By John Reichard, CQ HealthBeat Editor

November 21, 2009 -- An improbably unified Democratic party closed ranks Saturday evening to push its giant health overhaul package past another key milestone in the Senate, prevailing in a 60 to 39 vote on a procedural motion that opens the way for Senate action on the measure after lawmakers return in December from their Thanksgiving holiday recess.

Doing it meant a cross-country flight by Sen. Max Baucus from the bedside of his ailing mother in Montana, a Saturday night punching the time clock for nonagenarian West Virginia Sen. Robert Byrd after months of battling various health problems, and straining rightward to pick up the votes of three red-state Democrats at odds with the public-option passion of many of their peers.

As their fellow Democrats managed to do in the House with passage of a similarly massive proposal, Senate Democrats pushed health care overhaul legislation farther in their chamber than it has ever gone before.

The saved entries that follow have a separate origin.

//! Budget messages pushed to surface owners.

use crate::core::client::{ClientHandle, OwnerId};
use crate::core::plan::ClientAllocation;

/// The budget a surface owner is told about.
#[derive(Debug, Clone, Copy, Default, PartialEq, Eq)]
pub struct MemoryAllocation {
    /// Bytes the owner may keep in its texture cache right now.
    pub bytes_limit: usize,

    /// Bytes the owner may use once it is visible.
    pub bytes_limit_when_visible: usize,

    /// The owner should drop everything it can rebuild.
    pub hibernated: bool,
}

impl From<&ClientAllocation> for MemoryAllocation {
    fn from(allocation: &ClientAllocation) -> Self {
        Self {
            bytes_limit: allocation.bytes_allocation,
            bytes_limit_when_visible: allocation.bytes_allocation_when_visible,
            hibernated: allocation.hibernated,
        }
    }
}

/// One outbound notification.
#[derive(Debug, Clone, Copy, PartialEq, Eq)]
pub struct BudgetMessage {
    /// Surface owner the message is addressed to.
    pub owner: OwnerId,

    /// Client state the budget was computed for.
    pub client: ClientHandle,

    pub allocation: MemoryAllocation,

    /// Pass that produced the budget.
    pub pass: u64,
}
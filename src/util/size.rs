//! Byte-size helpers.

/// Convert kilobytes to bytes.
#[inline]
pub const fn kb(n: usize) -> usize {
    n * 1024
}

/// Convert megabytes to bytes.
#[inline]
pub const fn mb(n: usize) -> usize {
    n * 1024 * 1024
}

/// Convert gigabytes to bytes.
#[inline]
pub const fn gb(n: usize) -> usize {
    n * 1024 * 1024 * 1024
}

/// `value * numerator / denominator` without intermediate overflow.
///
/// Returns 0 when `denominator` is 0. The result never exceeds `value` as
/// long as `numerator <= denominator`.
#[inline]
pub fn scale(value: usize, numerator: usize, denominator: usize) -> usize {
    if denominator == 0 {
        return 0;
    }
    (value as u128 * numerator as u128 / denominator as u128) as usize
}

/// `percent`% of `value`, with `percent` clamped to 100.
#[inline]
pub fn percent_of(value: usize, percent: u8) -> usize {
    scale(value, percent.min(100) as usize, 100)
}

/// Format bytes as a human-readable string.
pub fn format_bytes(bytes: usize) -> String {
    const KB: usize = 1024;
    const MB: usize = KB * 1024;
    const GB: usize = MB * 1024;

    match bytes {
        b if b >= GB => format!("{:.2} GB", b as f64 / GB as f64),
        b if b >= MB => format!("{:.2} MB", b as f64 / MB as f64),
        b if b >= KB => format!("{:.2} KB", b as f64 / KB as f64),
        b => format!("{} B", b),
    }
}

#[cfg(test)]
mod tests {
    use super::*;

    #[test]
    fn test_scale() {
        assert_eq!(scale(600, 1000, 1200), 500);
        assert_eq!(scale(usize::MAX, 1, 2), usize::MAX / 2);
        assert_eq!(scale(10, 3, 0), 0);
    }

    #[test]
    fn test_percent_of() {
        assert_eq!(percent_of(300, 50), 150);
        assert_eq!(percent_of(300, 250), 300);
    }

    #[test]
    fn test_format_bytes() {
        assert_eq!(format_bytes(500), "500 B");
        assert_eq!(format_bytes(kb(1)), "1.00 KB");
        assert_eq!(format_bytes(mb(256)), "256.00 MB");
        assert_eq!(format_bytes(gb(1)), "1.00 GB");
    }
}
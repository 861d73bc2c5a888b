//! Generation-checked slot storage.
//!
//! Clients and tracking groups live in arenas owned by the manager. Callers
//! hold [`Handle`]s, never references, so destroying an entry cannot leave a
//! dangling pointer behind: a stale handle simply fails to resolve.

use std::marker::PhantomData;

/// Generation counter for handle validation.
type Generation = u32;

/// A stable handle to an arena entry.
///
/// Handles stay valid until the entry is removed. Reusing the slot bumps its
/// generation, so an old handle never resolves to the new occupant.
#[derive(Debug)]
pub struct Handle<T> {
    index: u32,
    generation: Generation,
    _marker: PhantomData<T>,
}

// Manual implementations to avoid T: Copy/Clone bounds
impl<T> Copy for Handle<T> {}

impl<T> Clone for Handle<T> {
    fn clone(&self) -> Self {
        *self
    }
}

impl<T> PartialEq for Handle<T> {
    fn eq(&self, other: &Self) -> bool {
        self.index == other.index && self.generation == other.generation
    }
}

impl<T> Eq for Handle<T> {}

impl<T> std::hash::Hash for Handle<T> {
    fn hash<H: std::hash::Hasher>(&self, state: &mut H) {
        self.index.hash(state);
        self.generation.hash(state);
    }
}

impl<T> Handle<T> {
    /// Create a dangling handle that never resolves.
    pub const fn dangling() -> Self {
        Self {
            index: u32::MAX,
            generation: 0,
            _marker: PhantomData,
        }
    }

    /// Check if this is a dangling handle.
    pub fn is_dangling(&self) -> bool {
        self.index == u32::MAX
    }

    /// Get the raw index (for debugging).
    pub fn raw_index(&self) -> u32 {
        self.index
    }

    /// Get the generation (for debugging).
    pub fn raw_generation(&self) -> u32 {
        self.generation
    }
}

impl<T> Default for Handle<T> {
    fn default() -> Self {
        Self::dangling()
    }
}

impl<T> std::fmt::Display for Handle<T> {
    fn fmt(&self, f: &mut std::fmt::Formatter<'_>) -> std::fmt::Result {
        write!(f, "#{}v{}", self.index, self.generation)
    }
}

struct Slot<T> {
    generation: Generation,
    value: Option<T>,
}

/// Slot arena with a free list and per-slot generations.
pub(crate) struct Arena<T> {
    slots: Vec<Slot<T>>,
    free_list: Vec<u32>,
    len: usize,
}

impl<T> Arena<T> {
    pub fn new() -> Self {
        Self {
            slots: Vec::new(),
            free_list: Vec::new(),
            len: 0,
        }
    }

    /// Insert a value, reusing a freed slot when one is available.
    pub fn insert(&mut self, value: T) -> Handle<T> {
        self.len += 1;

        if let Some(index) = self.free_list.pop() {
            let slot = &mut self.slots[index as usize];
            slot.generation = slot.generation.wrapping_add(1);
            slot.value = Some(value);
            return Handle {
                index,
                generation: slot.generation,
                _marker: PhantomData,
            };
        }

        let index = self.slots.len() as u32;
        self.slots.push(Slot {
            generation: 1,
            value: Some(value),
        });
        Handle {
            index,
            generation: 1,
            _marker: PhantomData,
        }
    }

    /// Remove the entry behind `handle`. Stale handles return `None`.
    pub fn remove(&mut self, handle: Handle<T>) -> Option<T> {
        let slot = self.live_slot_mut(handle)?;
        let value = slot.value.take();
        self.free_list.push(handle.index);
        self.len -= 1;
        value
    }

    pub fn get(&self, handle: Handle<T>) -> Option<&T> {
        if handle.is_dangling() {
            return None;
        }
        self.slots
            .get(handle.index as usize)
            .filter(|slot| slot.generation == handle.generation)
            .and_then(|slot| slot.value.as_ref())
    }

    pub fn get_mut(&mut self, handle: Handle<T>) -> Option<&mut T> {
        self.live_slot_mut(handle).and_then(|slot| slot.value.as_mut())
    }

    pub fn contains(&self, handle: Handle<T>) -> bool {
        self.get(handle).is_some()
    }

    pub fn len(&self) -> usize {
        self.len
    }

    pub fn is_empty(&self) -> bool {
        self.len == 0
    }

    /// Iterate live entries in slot order.
    pub fn iter(&self) -> impl Iterator<Item = (Handle<T>, &T)> {
        self.slots.iter().enumerate().filter_map(|(index, slot)| {
            slot.value.as_ref().map(|value| {
                (
                    Handle {
                        index: index as u32,
                        generation: slot.generation,
                        _marker: PhantomData,
                    },
                    value,
                )
            })
        })
    }

    fn live_slot_mut(&mut self, handle: Handle<T>) -> Option<&mut Slot<T>> {
        if handle.is_dangling() {
            return None;
        }
        self.slots
            .get_mut(handle.index as usize)
            .filter(|slot| slot.generation == handle.generation && slot.value.is_some())
    }
}

impl<T> Default for Arena<T> {
    fn default() -> Self {
        Self::new()
    }
}

#[cfg(test)]
mod tests {
    use super::*;

    #[test]
    fn test_insert_and_get() {
        let mut arena = Arena::new();
        let handle = arena.insert(42u64);

        assert_eq!(arena.get(handle), Some(&42));
        assert_eq!(arena.len(), 1);

        *arena.get_mut(handle).unwrap() = 7;
        assert_eq!(arena.get(handle), Some(&7));
    }

    #[test]
    fn test_generation_invalidation() {
        let mut arena = Arena::new();

        let first = arena.insert(1u64);
        assert_eq!(arena.remove(first), Some(1));

        let second = arena.insert(2u64);

        // Same slot, new generation
        assert_eq!(first.raw_index(), second.raw_index());
        assert_ne!(first.raw_generation(), second.raw_generation());

        assert!(!arena.contains(first));
        assert_eq!(arena.get(second), Some(&2));
    }

    #[test]
    fn test_double_remove() {
        let mut arena = Arena::new();
        let handle = arena.insert("client");

        assert!(arena.remove(handle).is_some());
        assert!(arena.remove(handle).is_none());
        assert!(arena.is_empty());
    }

    #[test]
    fn test_dangling_handle() {
        let arena: Arena<u64> = Arena::new();
        let handle: Handle<u64> = Handle::dangling();

        assert!(handle.is_dangling());
        assert!(arena.get(handle).is_none());
    }

    #[test]
    fn test_iter_skips_removed() {
        let mut arena = Arena::new();
        let a = arena.insert('a');
        let _b = arena.insert('b');
        arena.remove(a);

        let values: Vec<char> = arena.iter().map(|(_, v)| *v).collect();
        assert_eq!(values, vec!['b']);
    }
}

But the closer Democrats get to their goal of making an overhaul the law of the land, the tougher the resistance and the greater the doubts that they will ultimately prevail. Just as liberals in the House had to stomach tough anti-abortion language to win their victory, liberals in the Senate face the marginalization if not the elimination of the public option as the price they must pay for getting legislation through the chamber next month.

And at the same time, conservatives and centrists in the party will have to be willing to buck growing public unease over the financial risks that will be involved in making the measure law. Although it's considered budget-neutral by the Congressional Budget Office—no pushover in budget matters—the Senate bill worries other influential analysts.

Medicare actuary Richard Foster has expressed doubts that elements of its financing provisions will survive future lobbying to override Medicare cuts, and Republicans won a coup Saturday when Washington Post columnist David Broder pointed to the results of a recent Quinnipiac University poll saying that most Americans believe a health overhaul will add to the federal deficit.

"While the CBO said that both the House-passed bill and the one (Senate Majority Leader Harry) Reid has drafted meet Obama's test by being budget-neutral, every expert I have talked to says that the public has it right," Broder said in a column to be published Sunday. "These bills, as they stand, are budget-busters," Broder wrote. "The challenge to Congress—and to Obama—remains the same: Make the promised savings real and don't pass along unfunded programs to our children and grandchildren," he added.

On the other hand, Obama is no novice at accomplishing the improbable—and the party unity he has forged so far may be difficult to undo in the end.